If you find this code useful, please consider citing:

@inproceedings{desai2021redcaps,
    title={{RedCaps: Web-curated image-text data created by the people, for the people}},
    author={Karan Desai and Gaurav Kaul and Zubin Aysola and Justin Johnson},
    booktitle={NeurIPS Datasets and Benchmarks},
    year={2021}
}
Owner
RedCaps dataset
RedCaps dataset
WazirX Portfolio Tracker on your Terminal!
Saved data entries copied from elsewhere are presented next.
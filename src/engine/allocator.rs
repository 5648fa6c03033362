use crate::engine::params::SynthParams;
use crate::engine::voice::Voice;

pub const MAX_VOICES: usize = 8;

/// Fixed voice pool with note → voice mapping and stealing.
///
/// Steal order: lowest-index idle voice, else the oldest voice already in
/// release, else the oldest sounding voice. Start stamps come from a
/// monotonic note-on counter so ties cannot happen.
pub struct VoiceAllocator {
  voices: Vec<Voice>,
  note_map: [Option<u8>; 128],
  clock: u64,
  sustain_down: bool,
  bend: f32,
  pressure: f32,
}

impl VoiceAllocator {
  pub fn new(sr: f32) -> Self {
    Self {
      voices: (0..MAX_VOICES).map(|i| Voice::new(i, sr)).collect(),
      note_map: [None; 128],
      clock: 0,
      sustain_down: false,
      bend: 0.0,
      pressure: 0.0,
    }
  }

  pub fn voices(&self) -> &[Voice] { &self.voices }

  pub fn active_count(&self) -> usize { self.voices.iter().filter(|v| v.is_active()).count() }

  /// Voice currently mapped to `note`, if the note is held.
  pub fn voice_for(&self, note: u8) -> Option<&Voice> {
    self.note_map.get(note as usize).copied().flatten().map(|i| &self.voices[i as usize])
  }

  pub fn note_on(&mut self, note: u8, velocity: f32) {
    if note > 127 { return; }
    let vel = if velocity.is_nan() { 0.0 } else { velocity.clamp(0.0, 1.0) };
    self.clock += 1;
    if let Some(i) = self.note_map[note as usize] {
      let v = &mut self.voices[i as usize];
      if v.note() == Some(note) {
        v.note_on(note, vel, self.clock);
        return;
      }
    }
    let i = self.pick_voice();
    if let Some(old) = self.voices[i].note() {
      if self.note_map[old as usize] == Some(i as u8) { self.note_map[old as usize] = None; }
    }
    self.voices[i].note_on(note, vel, self.clock);
    self.note_map[note as usize] = Some(i as u8);
  }

  fn pick_voice(&self) -> usize {
    if let Some(v) = self.voices.iter().find(|v| !v.is_active()) {
      return v.index();
    }
    let oldest = |releasing: bool| {
      self.voices.iter()
        .filter(|v| !releasing || v.is_releasing())
        .min_by_key(|v| v.started_at())
        .map(|v| v.index())
    };
    oldest(true).or_else(|| oldest(false)).unwrap_or(0)
  }

  pub fn note_off(&mut self, note: u8) {
    let Some(slot) = self.note_map.get_mut(note as usize) else { return };
    let Some(i) = *slot else { return };
    let v = &mut self.voices[i as usize];
    if v.note() != Some(note) { *slot = None; return; }
    if self.sustain_down {
      // keep the mapping so a repeat of the note lands on the same voice
      v.hold_for_sustain();
    } else {
      v.note_off();
      *slot = None;
    }
  }

  pub fn set_sustain(&mut self, down: bool) {
    self.sustain_down = down;
    if down { return; }
    for v in self.voices.iter_mut().filter(|v| v.is_sustained()) {
      if let Some(n) = v.note() {
        if self.note_map[n as usize] == Some(v.index() as u8) { self.note_map[n as usize] = None; }
      }
      v.note_off();
    }
  }

  /// Every sounding voice enters its normal release.
  pub fn all_notes_off(&mut self) {
    for v in self.voices.iter_mut() { v.note_off(); }
    self.note_map = [None; 128];
  }

  /// Every voice ramps to silence over a few milliseconds.
  pub fn panic(&mut self) {
    for v in self.voices.iter_mut() { v.kill(); }
    self.note_map = [None; 128];
    self.sustain_down = false;
  }

  pub fn set_pitch_bend(&mut self, semitones: f32) {
    self.bend = if semitones.is_finite() { semitones } else { 0.0 };
  }

  pub fn set_aftertouch(&mut self, pressure: f32) {
    self.pressure = if pressure.is_nan() { 0.0 } else { pressure.clamp(0.0, 1.0) };
  }

  pub fn prepare(&mut self, p: &SynthParams) {
    for v in self.voices.iter_mut() { v.prepare(p, self.bend, self.pressure); }
  }

  #[inline]
  pub fn next_frame(&mut self, p: &SynthParams) -> (f32, f32) {
    let mut l = 0.0;
    let mut r = 0.0;
    for v in self.voices.iter_mut() {
      let (vl, vr) = v.next_frame(p);
      l += vl;
      r += vr;
    }
    (l, r)
  }
}
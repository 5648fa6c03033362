use super::{mix, EffectMetadata, EffectUnit};
use crate::engine::params::ParamSpec;

static PARAMS: [ParamSpec; 3] = [
  ParamSpec::new("bits", "Bits", 1.0, 16.0, 8.0, None),
  ParamSpec::new("downsample", "Downsample", 1.0, 32.0, 1.0, None),
  ParamSpec::new("mix", "Mix", 0.0, 1.0, 1.0, None),
];

pub static METADATA: EffectMetadata = EffectMetadata { id: "bitcrusher", name: "Bit Crusher", parameters: &PARAMS };

pub struct BitCrusher {
  bits: u32,
  factor: u32,
  wet: f32,
  hold_l: f32,
  hold_r: f32,
  cnt: u32,
}

impl BitCrusher {
  pub fn new() -> Self {
    Self { bits: PARAMS[0].default as u32, factor: PARAMS[1].default as u32, wet: PARAMS[2].default, hold_l: 0.0, hold_r: 0.0, cnt: 0 }
  }

  #[inline]
  fn quantize(x: f32, bits: u32) -> f32 {
    let half = (1u32 << bits) as f32 / 2.0;
    ((x * half).round() / half).clamp(-1.0, 1.0)
  }
}

impl Default for BitCrusher {
  fn default() -> Self { Self::new() }
}

impl EffectUnit for BitCrusher {
  fn metadata(&self) -> &'static EffectMetadata { &METADATA }

  fn process(&mut self, l: f32, r: f32) -> (f32, f32) {
    if self.cnt == 0 {
      self.hold_l = Self::quantize(l, self.bits);
      self.hold_r = Self::quantize(r, self.bits);
    }
    self.cnt += 1;
    if self.cnt >= self.factor { self.cnt = 0; }
    (mix(l, self.hold_l, self.wet), mix(r, self.hold_r, self.wet))
  }

  fn apply_param(&mut self, index: usize, value: f32) {
    match index {
      0 => self.bits = (value.round() as u32).clamp(1, 16),
      1 => self.factor = (value.round() as u32).clamp(1, 32),
      2 => self.wet = value,
      _ => {}
    }
  }

  fn reset(&mut self) {
    self.hold_l = 0.0;
    self.hold_r = 0.0;
    self.cnt = 0;
  }
}

#[cfg(test)]
mod tests {
  use super::*;

  #[test]
  fn one_bit_gives_three_levels() {
    for x in [-0.9f32, -0.2, 0.0, 0.3, 0.7] {
      let q = BitCrusher::quantize(x, 1);
      assert!(q == -1.0 || q == 0.0 || q == 1.0, "{x} -> {q}");
    }
    assert!((BitCrusher::quantize(0.3, 16) - 0.3).abs() < 1e-4);
  }

  #[test]
  fn downsample_holds_samples() {
    let mut c = BitCrusher::new();
    c.set_param(0, 16.0);
    c.set_param(1, 4.0);
    let out: Vec<f32> = (0..8).map(|i| c.process(i as f32 * 0.1, 0.0).0).collect();
    assert_eq!(out[0], out[3]);
    assert_ne!(out[3], out[4]);
    assert_eq!(out[4], out[7]);
  }
}
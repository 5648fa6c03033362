use std::thread::sleep;
use std::time::Duration;

use anyhow::{Context, Result};
use log::info;

use polysynth::engine::audio::AudioOutput;
use polysynth::EngineConfig;

fn load_config() -> Result<EngineConfig> {
  match std::env::args().nth(1) {
    Some(path) => {
      let text = std::fs::read_to_string(&path).with_context(|| format!("reading {path}"))?;
      EngineConfig::from_json(&text).with_context(|| format!("parsing {path}"))
    }
    None => Ok(EngineConfig::default()),
  }
}

fn main() -> Result<()> {
  env_logger::Builder::from_env(env_logger::Env::default().default_filter_or("info")).init();

  let mut output = AudioOutput::open()?;
  let config = EngineConfig { sample_rate: output.sample_rate(), ..load_config()? };
  let block_size = config.block_size;
  let (mut synth, engine) = polysynth::session(config);
  output.start(engine, block_size)?;

  synth.set_param("cutoff", 1_800.0)?;
  synth.set_param("filter_env_amount", 0.4)?;
  synth.set_param("amp_release", 0.6)?;
  let delay = synth.insert_effect("delay", 0)?;
  synth.set_effect_param(delay, "mix", 0.3)?;
  synth.insert_effect("chorus", 0)?;
  synth.insert_effect("reverb", usize::MAX)?;
  info!("chain: {}", serde_json::to_string(&synth.chain())?);

  let chords: [[i32; 3]; 4] = [[57, 60, 64], [53, 57, 60], [48, 52, 55], [55, 59, 62]];
  for chord in chords {
    for &n in &chord { synth.note_on(n, 0.8)?; }
    sleep(Duration::from_millis(700));
    for &n in &chord { synth.note_off(n)?; }
    sleep(Duration::from_millis(150));
    info!("voices: {}", synth.poll_status());
  }

  sleep(Duration::from_secs(2));
  synth.panic()?;
  sleep(Duration::from_millis(50));
  synth.poll_status();
  output.stop();
  Ok(())
}
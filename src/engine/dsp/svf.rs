use std::f32::consts::PI;

/// Trapezoidal state-variable filter. One call yields all four responses.
#[derive(Clone, Debug)]
pub struct Svf {
  ic1eq: f32,
  ic2eq: f32,
  g: f32,
  k: f32,
}

#[derive(Clone, Copy, Debug, Default)]
pub struct SvfOut { pub lp: f32, pub hp: f32, pub bp: f32, pub notch: f32 }

impl Svf {
  pub fn new() -> Self { Self { ic1eq: 0.0, ic2eq: 0.0, g: 0.1, k: 0.5 } }

  pub fn set_params(&mut self, cutoff: f32, q: f32, sr: f32) {
    let fc = cutoff.clamp(1.0, 0.49 * sr);
    self.g = (PI * (fc / sr)).tan();
    self.k = 1.0 / q.max(0.001);
  }

  #[inline]
  pub fn process(&mut self, x: f32) -> SvfOut {
    let g = self.g; let k = self.k;
    let v1 = (self.ic1eq + g * (x - self.ic2eq)) / (1.0 + g * (g + k));
    let v2 = self.ic2eq + g * v1;
    self.ic1eq = 2.0 * v1 - self.ic1eq;
    self.ic2eq = 2.0 * v2 - self.ic2eq;
    let hp = x - k * v1 - v2;
    SvfOut { lp: v2, hp, bp: v1, notch: hp + v2 }
  }

  pub fn reset(&mut self) { self.ic1eq = 0.0; self.ic2eq = 0.0; }
}

impl Default for Svf {
  fn default() -> Self { Self::new() }
}

#[cfg(test)]
mod tests {
  use super::*;

  #[test]
  fn bandpass_peaks_at_cutoff() {
    let sr = 48_000.0;
    let level = |f: f32| {
      let mut s = Svf::new();
      s.set_params(1_000.0, 4.0, sr);
      let mut peak = 0.0f32;
      for i in 0..24_000 {
        let y = s.process((2.0 * PI * f * i as f32 / sr).sin()).bp;
        if i > 12_000 { peak = peak.max(y.abs()); }
      }
      peak
    };
    let at = level(1_000.0);
    assert!(at > 3.0 * level(100.0));
    assert!(at > 3.0 * level(10_000.0));
  }

  #[test]
  fn lowpass_settles_to_dc() {
    let mut s = Svf::new();
    s.set_params(500.0, 0.707, 48_000.0);
    let mut y = SvfOut::default();
    for _ in 0..10_000 { y = s.process(1.0); }
    assert!((y.lp - 1.0).abs() < 1e-3);
    assert!(y.hp.abs() < 1e-3);
  }
}
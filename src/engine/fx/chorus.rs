use super::{mix, EffectMetadata, EffectUnit};
use crate::engine::dsp::delay_line::DelayLine;
use crate::engine::dsp::oscillator::Lfo;
use crate::engine::params::ParamSpec;

const HZ: Option<&str> = Some("Hz");
const MS: Option<&str> = Some("ms");
/// Right LFO runs a quarter cycle ahead.
const STEREO_OFFSET: f32 = 0.25;

static PARAMS: [ParamSpec; 4] = [
  ParamSpec::new("rate", "Rate", 0.05, 5.0, 0.8, HZ),
  ParamSpec::new("depth", "Depth", 0.0, 10.0, 3.0, MS),
  ParamSpec::new("delay", "Delay", 7.0, 30.0, 15.0, MS),
  ParamSpec::new("mix", "Mix", 0.0, 1.0, 0.5, None),
];

pub static METADATA: EffectMetadata = EffectMetadata { id: "chorus", name: "Chorus", parameters: &PARAMS };

pub struct Chorus {
  sr: f32,
  line_l: DelayLine,
  line_r: DelayLine,
  lfo_l: Lfo,
  lfo_r: Lfo,
  rate: f32,
  depth_ms: f32,
  delay_ms: f32,
  wet: f32,
}

impl Chorus {
  pub fn new(sr: f32) -> Self {
    let max_s = (PARAMS[1].max + PARAMS[2].max) * 0.001 + 0.002;
    Self {
      sr,
      line_l: DelayLine::with_max_seconds(max_s, sr),
      line_r: DelayLine::with_max_seconds(max_s, sr),
      lfo_l: Lfo::with_phase(0.0),
      lfo_r: Lfo::with_phase(STEREO_OFFSET),
      rate: PARAMS[0].default,
      depth_ms: PARAMS[1].default,
      delay_ms: PARAMS[2].default,
      wet: PARAMS[3].default,
    }
  }
}

impl EffectUnit for Chorus {
  fn metadata(&self) -> &'static EffectMetadata { &METADATA }

  fn process(&mut self, l: f32, r: f32) -> (f32, f32) {
    let to_samp = self.sr * 0.001;
    let ml = self.lfo_l.next(self.rate, self.sr) * 0.5 + 0.5;
    let mr = self.lfo_r.next(self.rate, self.sr) * 0.5 + 0.5;
    let yl = self.line_l.read((self.delay_ms + ml * self.depth_ms) * to_samp);
    let yr = self.line_r.read((self.delay_ms + mr * self.depth_ms) * to_samp);
    self.line_l.push(l);
    self.line_r.push(r);
    (mix(l, yl, self.wet), mix(r, yr, self.wet))
  }

  fn apply_param(&mut self, index: usize, value: f32) {
    match index {
      0 => self.rate = value,
      1 => self.depth_ms = value,
      2 => self.delay_ms = value,
      3 => self.wet = value,
      _ => {}
    }
  }

  fn reset(&mut self) {
    self.line_l.clear();
    self.line_r.clear();
    self.lfo_l.reset(0.0);
    self.lfo_r.reset(STEREO_OFFSET);
  }
}
use crate::Result;
use parking_lot::Mutex;
use std::future::Future;
use tokio::task::JoinSet;
use tracing::{debug, error, Instrument, Span};

/// Tracks background tasks so they can be cancelled together
///
/// Every task is wrapped so that an `Err` it returns, or a panic, is logged
/// here instead of escaping. Cancellation through [`TaskSupervisor::shutdown`]
/// is the normal stop signal and is not reported as a failure.
pub struct TaskSupervisor {
    tasks: Mutex<JoinSet<()>>,
    span: Span,
}

impl TaskSupervisor {
    pub fn new(span: Span) -> Self {
        Self {
            tasks: Mutex::new(JoinSet::new()),
            span,
        }
    }

    /// Spawn `fut` as a supervised task
    ///
    /// Must be called from within a Tokio runtime.
    pub fn spawn<F>(&self, name: &'static str, fut: F)
    where
        F: Future<Output = Result<()>> + Send + 'static,
    {
        let task = async move {
            match fut.await {
                Ok(()) => debug!("Task {} finished", name),
                Err(e) => error!("Task {} failed: {}", name, e),
            }
        }
        .instrument(self.span.clone());

        let mut tasks = self.tasks.lock();
        // Reap what already finished so the set stays small
        while let Some(done) = tasks.try_join_next() {
            if let Err(e) = done {
                if e.is_panic() {
                    error!("Background task panicked: {}", e);
                }
            }
        }
        tasks.spawn(task);
    }

    /// Number of tasks not yet reaped
    pub fn len(&self) -> usize {
        self.tasks.lock().len()
    }

    pub fn is_empty(&self) -> bool {
        self.len() == 0
    }

    /// Abort every task and wait until all of them have stopped
    pub async fn shutdown(&self) {
        let mut tasks = std::mem::take(&mut *self.tasks.lock());
        if tasks.is_empty() {
            return;
        }
        debug!("Cancelling {} background task(s)", tasks.len());
        tasks.abort_all();
        while let Some(done) = tasks.join_next().await {
            if let Err(e) = done {
                if e.is_panic() {
                    error!("Background task panicked: {}", e);
                }
            }
        }
    }
}
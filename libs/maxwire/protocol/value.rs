//! MessagePack ⇄ `serde_json::Value`
//!
//! Server payloads use integer map keys and binary blobs in places, neither
//! of which `serde_json::Value` accepts when deserialised directly. The
//! loose visitor below stringifies non-string keys and turns binary data
//! into an array of byte values, so every well-formed MessagePack document
//! maps onto a JSON value.

use crate::{MaxWireError, Result};
use serde::de::{self, Deserialize, Deserializer, MapAccess, SeqAccess, Visitor};
use serde_json::{Map, Number, Value};
use std::fmt;

/// Decode a MessagePack document into a JSON value
pub fn from_msgpack(bytes: &[u8]) -> Result<Value> {
    rmp_serde::from_slice::<LooseValue>(bytes)
        .map(|v| v.0)
        .map_err(|e| MaxWireError::Decode(format!("msgpack: {}", e)))
}

/// Encode a JSON value as MessagePack (maps keep their string keys)
pub fn to_msgpack(value: &Value) -> Result<Vec<u8>> {
    rmp_serde::to_vec_named(value).map_err(|e| MaxWireError::Encode(format!("msgpack: {}", e)))
}

struct LooseValue(Value);

impl<'de> Deserialize<'de> for LooseValue {
    fn deserialize<D>(deserializer: D) -> std::result::Result<Self, D::Error>
    where
        D: Deserializer<'de>,
    {
        deserializer.deserialize_any(LooseVisitor).map(LooseValue)
    }
}

struct LooseVisitor;

impl<'de> Visitor<'de> for LooseVisitor {
    type Value = Value;

    fn expecting(&self, f: &mut fmt::Formatter) -> fmt::Result {
        f.write_str("any MessagePack value")
    }

    fn visit_bool<E>(self, v: bool) -> std::result::Result<Value, E> {
        Ok(Value::Bool(v))
    }

    fn visit_i64<E>(self, v: i64) -> std::result::Result<Value, E> {
        Ok(Value::Number(v.into()))
    }

    fn visit_u64<E>(self, v: u64) -> std::result::Result<Value, E> {
        Ok(Value::Number(v.into()))
    }

    fn visit_f64<E>(self, v: f64) -> std::result::Result<Value, E> {
        Ok(Number::from_f64(v).map_or(Value::Null, Value::Number))
    }

    fn visit_str<E>(self, v: &str) -> std::result::Result<Value, E> {
        Ok(Value::String(v.to_owned()))
    }

    fn visit_string<E>(self, v: String) -> std::result::Result<Value, E> {
        Ok(Value::String(v))
    }

    fn visit_bytes<E>(self, v: &[u8]) -> std::result::Result<Value, E> {
        Ok(Value::Array(v.iter().map(|b| Value::from(*b)).collect()))
    }

    fn visit_none<E>(self) -> std::result::Result<Value, E> {
        Ok(Value::Null)
    }

    fn visit_unit<E>(self) -> std::result::Result<Value, E> {
        Ok(Value::Null)
    }

    fn visit_some<D>(self, deserializer: D) -> std::result::Result<Value, D::Error>
    where
        D: Deserializer<'de>,
    {
        LooseValue::deserialize(deserializer).map(|v| v.0)
    }

    // msgpack ext types surface as a newtype (tag, data)
    fn visit_newtype_struct<D>(self, deserializer: D) -> std::result::Result<Value, D::Error>
    where
        D: Deserializer<'de>,
    {
        LooseValue::deserialize(deserializer).map(|v| v.0)
    }

    fn visit_seq<A>(self, mut seq: A) -> std::result::Result<Value, A::Error>
    where
        A: SeqAccess<'de>,
    {
        let mut items = Vec::with_capacity(seq.size_hint().unwrap_or(0).min(4096));
        while let Some(LooseValue(item)) = seq.next_element()? {
            items.push(item);
        }
        Ok(Value::Array(items))
    }

    fn visit_map<A>(self, mut access: A) -> std::result::Result<Value, A::Error>
    where
        A: MapAccess<'de>,
    {
        let mut map = Map::new();
        while let Some((LooseValue(key), LooseValue(value))) = access.next_entry()? {
            let key = match key {
                Value::String(s) => s,
                Value::Null => return Err(de::Error::custom("null map key")),
                other => other.to_string(),
            };
            map.insert(key, value);
        }
        Ok(Value::Object(map))
    }
}

#[cfg(test)]
mod tests {
    use super::*;
    use serde_json::json;
    use std::collections::BTreeMap;

    #[test]
    fn test_integer_keys_are_stringified() {
        let mut counters = BTreeMap::new();
        counters.insert(1u32, "like");
        counters.insert(2u32, "fire");
        let bytes = rmp_serde::to_vec(&counters).unwrap();

        let value = from_msgpack(&bytes).unwrap();
        assert_eq!(value, json!({"1": "like", "2": "fire"}));
    }

    #[test]
    fn test_nested_document() {
        let original = json!({
            "chatId": -68912345,
            "message": {"text": "привет", "attaches": [], "elements": [{"from": 0, "length": 6}]},
            "ttl": false,
            "ratio": 0.5
        });
        let bytes = to_msgpack(&original).unwrap();
        assert_eq!(from_msgpack(&bytes).unwrap(), original);
    }

    #[test]
    fn test_garbage_is_decode_error() {
        let err = from_msgpack(&[0xc1]).unwrap_err();
        assert!(err.is_decode());
    }
}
If you have been investing in crypto in India, there is a very good chance that you are using WazirX. If you are using WazirX, then you definitely know that there is no P&L report, no green arrows no

Raunit 15 Jan 10, 2022
Container images for portable development environments

Docker Dev Spin up a container to develop from anywhere! To run, just: docker run -ti aghost7/nodejs-dev:boron tmux new Alternatively, if on Linux: p

Jonathan Boudreau 163 Dec 22, 2022
🗃️ Fileio-cli wrapper for fileioapi.py with fire.py, inspiration DOS

🗃️ File.io File.io simply upload a file, share the link, and after it is downloaded, the file is completely deleted. An API wrapper for the file.io w

nkot56297 2 May 12, 2022
🔖 Lemnos: A simple, light-weight command-line to-do list manager.

🔖 Lemnos: CLI To-do List Manager This is a simple program that allows one to manage a to-do list via the command-line. Example $ python3 todo.py add

Rohan Sikand 1 Dec 07, 2022
🕰 The command line tool for scheduling Python scripts

hickory is a simple command line tool for scheduling Python scripts.

Max Humber 146 Dec 07, 2022
The most comprehensive, exhaustive, parameterized command-line wordle solver.

Wordle Solver The most comprehensive, exhaustive, parameterized command-line wordle solver. Wordle is a real

Debarghya Das 27 Nov 21, 2022
A Bot Which Send Automatically Commands To Karuta Hub to Gain it's Currency

A Bot Which Send Automatically Commands To Karuta Hub to Gain it's Currency

HarshalWaykole 1 Feb 09, 2022
jrnl is a simple journal application for the command line.

jrnl To get help, submit an issue on Github. jrnl is a simple journal application for the command line. You can use it to easily create, search, and v

jrnl 5.7k Dec 31, 2022
Rover is a command line interface application that allows through browse through mission data, images, metadata from the NASA Official Website

🤖 rover Rover is a command line interface application that allows through browse through mission data, images, metadata from the NASA Official Websit

Saketha Ramanjam 4 Jan 19, 2022
Sink is a CLI tool that allows users to synchronize their local folders to their Google Drives. It is similar to the Git CLI and allows fast and reliable syncs with the drive.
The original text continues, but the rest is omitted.